§ Supplied records:
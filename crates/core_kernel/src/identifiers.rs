//! Strongly-typed identifiers for backend entities
//!
//! The backend issues opaque string identifiers (document ids). Wrapping them
//! in newtypes keeps a `ClaimId` from being passed where a `UserId` is
//! expected, and guarantees every id is safe to splice into a URL path.

use serde::{Deserialize, Serialize};
use std::fmt;
use std::str::FromStr;
use thiserror::Error;

/// Errors raised when parsing an identifier
#[derive(Debug, Clone, Error, PartialEq, Eq)]
pub enum IdError {
    #[error("{entity} id cannot be empty")]
    Empty { entity: &'static str },

    #[error("{entity} id contains invalid character {found:?}")]
    InvalidCharacter { entity: &'static str, found: char },
}

fn check_id(entity: &'static str, raw: &str) -> Result<(), IdError> {
    if raw.is_empty() {
        return Err(IdError::Empty { entity });
    }
    match raw.chars().find(|c| !(c.is_ascii_alphanumeric() || *c == '-' || *c == '_')) {
        Some(found) => Err(IdError::InvalidCharacter { entity, found }),
        None => Ok(()),
    }
}

macro_rules! define_id {
    ($name:ident, $entity:literal) => {
        #[derive(Debug, Clone, PartialEq, Eq, Hash, PartialOrd, Ord, Serialize, Deserialize)]
        #[serde(transparent)]
        pub struct $name(String);

        impl $name {
            /// Wraps a backend-issued identifier without checking it
            pub fn new(id: impl Into<String>) -> Self {
                Self(id.into())
            }

            /// Parses and checks an identifier typed by a user
            pub fn parse(raw: &str) -> Result<Self, IdError> {
                let trimmed = raw.trim();
                check_id($entity, trimmed)?;
                Ok(Self(trimmed.to_string()))
            }

            /// Returns the raw identifier
            pub fn as_str(&self) -> &str {
                &self.0
            }

            /// Returns the entity name used in messages
            pub fn entity() -> &'static str {
                $entity
            }
        }

        impl fmt::Display for $name {
            fn fmt(&self, f: &mut fmt::Formatter<'_>) -> fmt::Result {
                f.write_str(&self.0)
            }
        }

        impl FromStr for $name {
            type Err = IdError;

            fn from_str(s: &str) -> Result<Self, Self::Err> {
                Self::parse(s)
            }
        }

        impl AsRef<str> for $name {
            fn as_ref(&self) -> &str {
                &self.0
            }
        }

        impl From<&str> for $name {
            fn from(id: &str) -> Self {
                Self::new(id)
            }
        }

        impl From<String> for $name {
            fn from(id: String) -> Self {
                Self(id)
            }
        }
    };
}

define_id!(ClaimId, "claim");
define_id!(DocumentId, "document");
define_id!(UserId, "user");
define_id!(PolicyId, "policy");

#[cfg(test)]
mod tests {
    use super::*;

    #[test]
    fn test_claim_id_display_is_raw() {
        let id = ClaimId::new("64f1a2b3c4d5e6f7a8b9c0d1");
        assert_eq!(id.to_string(), "64f1a2b3c4d5e6f7a8b9c0d1");
    }

    #[test]
    fn test_id_parsing_trims() {
        let parsed: UserId = "  abc123 ".parse().unwrap();
        assert_eq!(parsed.as_str(), "abc123");
    }

    #[test]
    fn test_id_parsing_rejects_empty() {
        assert_eq!(
            PolicyId::parse("   "),
            Err(IdError::Empty { entity: "policy" })
        );
    }

    #[test]
    fn test_id_parsing_rejects_path_separators() {
        let err = ClaimId::parse("abc/../users").unwrap_err();
        assert!(matches!(err, IdError::InvalidCharacter { found: '/', .. }));
    }

    #[test]
    fn test_id_serializes_transparently() {
        let id = DocumentId::new("doc-1");
        assert_eq!(serde_json::to_string(&id).unwrap(), "\"doc-1\"");
    }
}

§ Instructions to follow:
Set down the entire listing once more, keeping every line exactly as it reads.

§ Problem solution:
filename crates/core_kernel/src/identifiers.rs
//! Strongly-typed identifiers for backend entities
//!
//! The backend issues opaque string identifiers (document ids). Wrapping them
//! in newtypes keeps a `ClaimId` from being passed where a `UserId` is
//! expected, and guarantees every id is safe to splice into a URL path.

use serde::{Deserialize, Serialize};
use std::fmt;
use std::str::FromStr;
use thiserror::Error;

/// Errors raised when parsing an identifier
#[derive(Debug, Clone, Error, PartialEq, Eq)]
pub enum IdError {
    #[error("{entity} id cannot be empty")]
    Empty { entity: &'static str },

    #[error("{entity} id contains invalid character {found:?}")]
    InvalidCharacter { entity: &'static str, found: char },
}

fn check_id(entity: &'static str, raw: &str) -> Result<(), IdError> {
    if raw.is_empty() {
        return Err(IdError::Empty { entity });
    }
    match raw.chars().find(|c| !(c.is_ascii_alphanumeric() || *c == '-' || *c == '_')) {
        Some(found) => Err(IdError::InvalidCharacter { entity, found }),
        None => Ok(()),
    }
}

macro_rules! define_id {
    ($name:ident, $entity:literal) => {
        #[derive(Debug, Clone, PartialEq, Eq, Hash, PartialOrd, Ord, Serialize, Deserialize)]
        #[serde(transparent)]
        pub struct $name(String);

        impl $name {
            /// Wraps a backend-issued identifier without checking it
            pub fn new(id: impl Into<String>) -> Self {
                Self(id.into())
            }

            /// Parses and checks an identifier typed by a user
            pub fn parse(raw: &str) -> Result<Self, IdError> {
                let trimmed = raw.trim();
                check_id($entity, trimmed)?;
                Ok(Self(trimmed.to_string()))
            }

            /// Returns the raw identifier
            pub fn as_str(&self) -> &str {
                &self.0
            }

            /// Returns the entity name used in messages
            pub fn entity() -> &'static str {
                $entity
            }
        }

        impl fmt::Display for $name {
            fn fmt(&self, f: &mut fmt::Formatter<'_>) -> fmt::Result {
                f.write_str(&self.0)
            }
        }

        impl FromStr for $name {
            type Err = IdError;

            fn from_str(s: &str) -> Result<Self, Self::Err> {
                Self::parse(s)
            }
        }

        impl AsRef<str> for $name {
            fn as_ref(&self) -> &str {
                &self.0
            }
        }

        impl From<&str> for $name {
            fn from(id: &str) -> Self {
                Self::new(id)
            }
        }

        impl From<String> for $name {
            fn from(id: String) -> Self {
                Self(id)
            }
        }
    };
}

define_id!(ClaimId, "claim");
define_id!(DocumentId, "document");
define_id!(UserId, "user");
define_id!(PolicyId, "policy");

#[cfg(test)]
mod tests {
    use super::*;

    #[test]
    fn test_claim_id_display_is_raw() {
        let id = ClaimId::new("64f1a2b3c4d5e6f7a8b9c0d1");
        assert_eq!(id.to_string(), "64f1a2b3c4d5e6f7a8b9c0d1");
    }

    #[test]
    fn test_id_parsing_trims() {
        let parsed: UserId = "  abc123 ".parse().unwrap();
        assert_eq!(parsed.as_str(), "abc123");
    }

    #[test]
    fn test_id_parsing_rejects_empty() {
        assert_eq!(
            PolicyId::parse("   "),
            Err(IdError::Empty { entity: "policy" })
        );
    }

    #[test]
    fn test_id_parsing_rejects_path_separators() {
        let err = ClaimId::parse("abc/../users").unwrap_err();
        assert!(matches!(err, IdError::InvalidCharacter { found: '/', .. }));
    }

    #[test]
    fn test_id_serializes_transparently() {
        let id = DocumentId::new("doc-1");
        assert_eq!(serde_json::to_string(&id).unwrap(), "\"doc-1\"");
    }
}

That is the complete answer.